Economy

House sales: Where’s hot and where’s not

Dunedin's hot property market is showing no signs of slowing down, according to the latest figures out from valuations company CoreLogic.

The city's house prices have risen 18 percent over the past year - significantly outperforming other major centres.

Those figures come to hand at the same time another survey shows that only 29 percent of New Zealanders are satisfied with new housing supply, and more than half believe the country isn't doing enough to meet infrastructure needs.

Dunedin's property values rose to $514,680 - an 8.7 percent rise from the previous quarter.

When comparing annually, the numbers are even greater, the southern city's property values rose by 18.3 percent - figures not seen since 2005.

CoreLogic head of research Nick Goodall said a key reason Dunedin's property values had risen so dramatically was a lack of listings and banks loosening serviceability rates.

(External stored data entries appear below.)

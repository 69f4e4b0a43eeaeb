use std::process::Command;

use tempfile::tempdir;

#[test]
fn exports_graph_json_to_file() {
    let dir = tempdir().expect("temp dir");
    let sql_path = dir.path().join("input.sql");
    let output_path = dir.path().join("lineage.json");

    std::fs::write(
        &sql_path,
        "CREATE TABLE totals AS SELECT amount FROM orders",
    )
    .expect("write sql");

    let status = Command::new(env!("CARGO_BIN_EXE_flowscope"))
        .args([sql_path.to_str().unwrap(), "--export", output_path.to_str().unwrap()])
        .status()
        .expect("run CLI");

    assert!(status.success());
    let content = std::fs::read_to_string(&output_path).expect("export written");
    assert!(content.contains("\"totals\""));
    assert!(content.contains("\"orders.amount\""));
}

#[test]
fn trace_reports_the_upstream_chain() {
    let dir = tempdir().expect("temp dir");
    let sql_path = dir.path().join("input.sql");
    std::fs::write(
        &sql_path,
        "CREATE TABLE t1 AS SELECT amount FROM orders;\nCREATE TABLE t2 AS SELECT amount * 2 AS doubled FROM t1;",
    )
    .expect("write sql");

    let output = Command::new(env!("CARGO_BIN_EXE_flowscope"))
        .args([sql_path.to_str().unwrap(), "--trace", "t2.doubled"])
        .output()
        .expect("run CLI");

    assert!(output.status.success());
    let stdout = String::from_utf8(output.stdout).unwrap();
    assert!(stdout.contains("t1.amount"));
    assert!(stdout.contains("orders.amount"));
}

#[test]
fn missing_script_file_exits_with_the_documented_code() {
    let status = Command::new(env!("CARGO_BIN_EXE_flowscope"))
        .args(["/nonexistent/script.sql"])
        .status()
        .expect("run CLI");

    assert_eq!(status.code(), Some(2));
}

#[test]
fn script_with_a_lineage_error_exits_nonzero_but_still_reports() {
    let dir = tempdir().expect("temp dir");
    let sql_path = dir.path().join("input.sql");
    std::fs::write(&sql_path, "INSERT INTO ghost SELECT id FROM orders").expect("write sql");

    let status = Command::new(env!("CARGO_BIN_EXE_flowscope"))
        .args([sql_path.to_str().unwrap(), "--no-warnings"])
        .status()
        .expect("run CLI");

    assert_eq!(status.code(), Some(1));
}
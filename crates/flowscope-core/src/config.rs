//! Analysis configuration threaded through the Scope Builder, Symbol
//! Resolver, Dependency Extractor, and Complexity Guard.

use serde::{Deserialize, Serialize};

/// What to do when a column reference resolves to more than one in-scope
/// table and no qualifier disambiguates it.
#[derive(Debug, Clone, Copy, PartialEq, Eq, Serialize, Deserialize, Default)]
#[serde(rename_all = "lowercase")]
pub enum AmbiguityPolicy {
    /// Reject the statement with `LineageError::AmbiguousColumn`.
    Fail,
    /// Pick the first FROM-clause candidate, at reduced confidence, and
    /// record a warning.
    #[default]
    Warn,
    /// Pick the first FROM-clause candidate silently.
    Ignore,
}

/// Limits enforced by the Complexity Guard (C13).
#[derive(Debug, Clone, Copy, PartialEq, Eq, Serialize, Deserialize)]
pub struct ComplexityLimits {
    pub max_nodes: usize,
    pub max_depth: usize,
    pub max_case_branches: usize,
}

impl Default for ComplexityLimits {
    fn default() -> Self {
        Self {
            max_nodes: 1500,
            max_depth: 50,
            max_case_branches: 100,
        }
    }
}

/// What to do when a Complexity Guard limit is exceeded.
#[derive(Debug, Clone, Copy, PartialEq, Eq, Serialize, Deserialize, Default)]
#[serde(rename_all = "lowercase")]
pub enum ComplexityPolicy {
    Fail,
    #[default]
    Warn,
    Ignore,
}

/// Full analysis configuration. Constructed once per script analysis and
/// shared (by reference) across every Scope/Resolver/Extractor it spawns.
#[derive(Debug, Clone, Serialize, Deserialize)]
pub struct AnalysisConfig {
    pub ambiguity_policy: AmbiguityPolicy,
    /// When true, an unqualified column reference with more than one
    /// candidate table always fails regardless of `ambiguity_policy`.
    pub require_table_prefix: bool,
    /// When true, a Schema Provider's `column_exists` contradiction is
    /// treated as a fatal `SchemaValidation` error rather than a confidence
    /// penalty.
    pub validate_against_schema: bool,
    /// When true, `SELECT *` / `table.*` is expanded using Registry/Schema
    /// column knowledge; when false (and no knowledge is available), star
    /// expansion silently yields zero sources instead of failing.
    pub expand_wildcards: bool,
    pub complexity_limits: ComplexityLimits,
    pub on_complexity_exceeded: ComplexityPolicy,
    /// Default depth bound for `trace_to_source` / `find_impact`.
    pub max_trace_depth: usize,
    /// Fudge factor applied to the recursive-CTE self-reference count when
    /// checking against `max_recursion_depth` (see CTE Extractor §4.11).
    pub max_recursion_depth: usize,
}

impl Default for AnalysisConfig {
    fn default() -> Self {
        Self {
            ambiguity_policy: AmbiguityPolicy::default(),
            require_table_prefix: false,
            validate_against_schema: false,
            expand_wildcards: true,
            complexity_limits: ComplexityLimits::default(),
            on_complexity_exceeded: ComplexityPolicy::default(),
            max_trace_depth: 100,
            max_recursion_depth: 100,
        }
    }
}

impl AnalysisConfig {
    /// `--strict`: ambiguity becomes fatal.
    pub fn strict() -> Self {
        Self {
            ambiguity_policy: AmbiguityPolicy::Fail,
            ..Self::default()
        }
    }
}
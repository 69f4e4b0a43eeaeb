//! Column and table reference value types (spec.md §3 `ColumnRef`/`TableRef`).

use schemars::JsonSchema;
use serde::{Deserialize, Serialize};
use std::fmt;

/// Sentinel table names used internally by the Dependency Extractor. Kept as
/// a distinct tag rather than compared against string literals, so a real
/// user table named e.g. `__output__` can never collide with the sentinel.
#[derive(Debug, Clone, Copy, PartialEq, Eq, Serialize, Deserialize)]
pub enum RefKind {
    /// An ordinary reference to a real (or not-yet-registered source) table.
    Real,
    /// The synthetic target used while a projection's final table name is
    /// not yet known (rewritten to the real target at materialization).
    Output,
    /// A constant-only projection has no source column; this sentinel keeps
    /// a dependency (and hence a lineage entry) around for the target column
    /// anyway. Filtered from user-visible output.
    Constant,
}

pub const OUTPUT_TABLE: &str = "__OUTPUT__";
pub const CONSTANT_TABLE: &str = "__CONSTANT__";

/// A fully (or partially) qualified column reference.
///
/// Hash/Eq are based on `(database, schema, table, column)`; `alias` is
/// excluded from identity so two `ColumnRef`s naming the same column under
/// different aliases compare equal.
#[derive(Debug, Clone, Serialize, Deserialize, JsonSchema)]
pub struct ColumnRef {
    pub table: String,
    pub column: String,
    #[serde(default, skip_serializing_if = "Option::is_none")]
    pub database: Option<String>,
    #[serde(default, skip_serializing_if = "Option::is_none")]
    pub schema: Option<String>,
    #[serde(default, skip_serializing_if = "Option::is_none")]
    pub alias: Option<String>,
}

impl ColumnRef {
    pub fn new(table: impl Into<String>, column: impl Into<String>) -> Self {
        Self {
            table: table.into(),
            column: column.into(),
            database: None,
            schema: None,
            alias: None,
        }
    }

    pub fn with_alias(mut self, alias: impl Into<String>) -> Self {
        self.alias = Some(alias.into());
        self
    }

    pub fn with_schema(mut self, schema: impl Into<String>) -> Self {
        self.schema = Some(schema.into());
        self
    }

    pub fn with_database(mut self, database: impl Into<String>) -> Self {
        self.database = Some(database.into());
        self
    }

    pub fn constant(target_name: impl Into<String>) -> Self {
        Self::new(CONSTANT_TABLE, target_name)
    }

    pub fn output(column: impl Into<String>) -> Self {
        Self::new(OUTPUT_TABLE, column)
    }

    pub fn kind(&self) -> RefKind {
        match self.table.as_str() {
            OUTPUT_TABLE => RefKind::Output,
            CONSTANT_TABLE => RefKind::Constant,
            _ => RefKind::Real,
        }
    }

    pub fn is_constant(&self) -> bool {
        matches!(self.kind(), RefKind::Constant)
    }

    /// `database.schema.table.column`, omitting empty/absent parts.
    pub fn qualified_name(&self) -> String {
        let mut parts = Vec::with_capacity(4);
        if let Some(db) = self.database.as_deref().filter(|s| !s.is_empty()) {
            parts.push(db.to_string());
        }
        if let Some(schema) = self.schema.as_deref().filter(|s| !s.is_empty()) {
            parts.push(schema.to_string());
        }
        parts.push(self.table.clone());
        parts.push(self.column.clone());
        parts.join(".")
    }
}

impl fmt::Display for ColumnRef {
    fn fmt(&self, f: &mut fmt::Formatter<'_>) -> fmt::Result {
        write!(f, "{}", self.qualified_name())
    }
}

impl PartialEq for ColumnRef {
    fn eq(&self, other: &Self) -> bool {
        self.database == other.database
            && self.schema == other.schema
            && self.table == other.table
            && self.column == other.column
    }
}
impl Eq for ColumnRef {}

impl std::hash::Hash for ColumnRef {
    fn hash<H: std::hash::Hasher>(&self, state: &mut H) {
        self.database.hash(state);
        self.schema.hash(state);
        self.table.hash(state);
        self.column.hash(state);
    }
}

/// A reference to a table (or subquery standing in for one) in scope.
#[derive(Debug, Clone, Serialize, Deserialize, JsonSchema)]
pub struct TableRef {
    pub table: String,
    #[serde(default, skip_serializing_if = "Option::is_none")]
    pub database: Option<String>,
    #[serde(default, skip_serializing_if = "Option::is_none")]
    pub schema: Option<String>,
    #[serde(default, skip_serializing_if = "Option::is_none")]
    pub alias: Option<String>,
    pub is_subquery: bool,
}

impl TableRef {
    pub fn new(table: impl Into<String>) -> Self {
        Self {
            table: table.into(),
            database: None,
            schema: None,
            alias: None,
            is_subquery: false,
        }
    }

    /// The name this table is visible under in a scope: its alias if
    /// present, otherwise its bare name.
    pub fn effective_name(&self) -> &str {
        self.alias.as_deref().unwrap_or(&self.table)
    }

    pub fn qualified_name(&self) -> String {
        let mut parts = Vec::with_capacity(3);
        if let Some(db) = self.database.as_deref().filter(|s| !s.is_empty()) {
            parts.push(db.to_string());
        }
        if let Some(schema) = self.schema.as_deref().filter(|s| !s.is_empty()) {
            parts.push(schema.to_string());
        }
        parts.push(self.table.clone());
        parts.join(".")
    }
}

#[cfg(test)]
mod tests {
    use super::*;
    use std::collections::HashSet;

    #[test]
    fn qualified_name_omits_empty_parts() {
        let col = ColumnRef::new("orders", "amount");
        assert_eq!(col.qualified_name(), "orders.amount");
    }

    #[test]
    fn qualified_name_includes_db_and_schema() {
        let col = ColumnRef::new("orders", "amount")
            .with_database("prod")
            .with_schema("public");
        assert_eq!(col.qualified_name(), "prod.public.orders.amount");
    }

    #[test]
    fn equality_ignores_alias() {
        let a = ColumnRef::new("orders", "amount").with_alias("amt1");
        let b = ColumnRef::new("orders", "amount").with_alias("amt2");
        assert_eq!(a, b);
    }

    #[test]
    fn hash_matches_eq_contract() {
        let a = ColumnRef::new("orders", "amount").with_alias("amt1");
        let b = ColumnRef::new("orders", "amount").with_alias("amt2");
        let mut set = HashSet::new();
        set.insert(a);
        assert!(set.contains(&b));
    }

    #[test]
    fn sentinel_kinds_are_distinguished() {
        assert_eq!(ColumnRef::output("x").kind(), RefKind::Output);
        assert_eq!(ColumnRef::constant("x").kind(), RefKind::Constant);
        assert_eq!(ColumnRef::new("orders", "x").kind(), RefKind::Real);
    }

    #[test]
    fn table_ref_effective_name_prefers_alias() {
        let mut t = TableRef::new("orders");
        assert_eq!(t.effective_name(), "orders");
        t.alias = Some("o".to_string());
        assert_eq!(t.effective_name(), "o");
    }
}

"Outside of that, I think Dunedin's local economy is going relatively well as well. So healthcare and social assistance is a key local employer there and that's still going quite strong on top of the fact there's the whole new hospital being built down in Dunedin, which is contributing to the local economy," Goodall said.

Dunedin's average property values are now ahead of Christchurch ($507,852), which is continuing its recent trend of stagnant growth due to an oversupply of houses.

Goodall said Auckland values, on the other hand, increased fractionally by 0.8 percent to $1,047,110, following a slow down earlier last year.

"The growth that we saw in the last three or four months, really made up for the drop in values that we had actually seen in the first half of the year and Auckland," he said.

The regions were also looking strong, with growth apparent in affordable areas like Gisborne, Whanganui and Invercargill.

Nicki Cruickshank, a Wellington-based sales consultant for Tommy's Real Estate, said they were picking up investors' mood swing.

"We've really noticed in the last four months in Wellington there's been multiple offers on most investment-type properties. [We've] even noticed probably in the last month that there's a few more Auckland buyers that are re-emerging in our market," she said.

While the investors' confidence may be coming back, New Zealand as a whole is lacking confidence in the country's infrastructure.

A survey by Ispos showed that 55 percent of New Zealanders agreed that we were not doing enough to meet the country's infrastructure needs, and only 29 were satisfied with new housing supply.

Civil Contractors New Zealand chief executive Peter Silcock said over the years successive governments had failed to address infrastructure.

He wasn't surprised by the survey.

"It's quite a high number (55 percent) and I think that reflects some of things that we've seen over recent years, particularly around some of the flooding and congestion on our roads," he said.

He also said there needed to be an increased focus on water and sewerage infrastructure - an issue highlighted by Wellington's recent failure which resulted in wastewater ending up in the sea.

Silcock hoped the the government's recent $12 billion infrastructure fund would go some way to addressing the shortage. The government should ensure there was less politics in decisions around infrastructure, he said.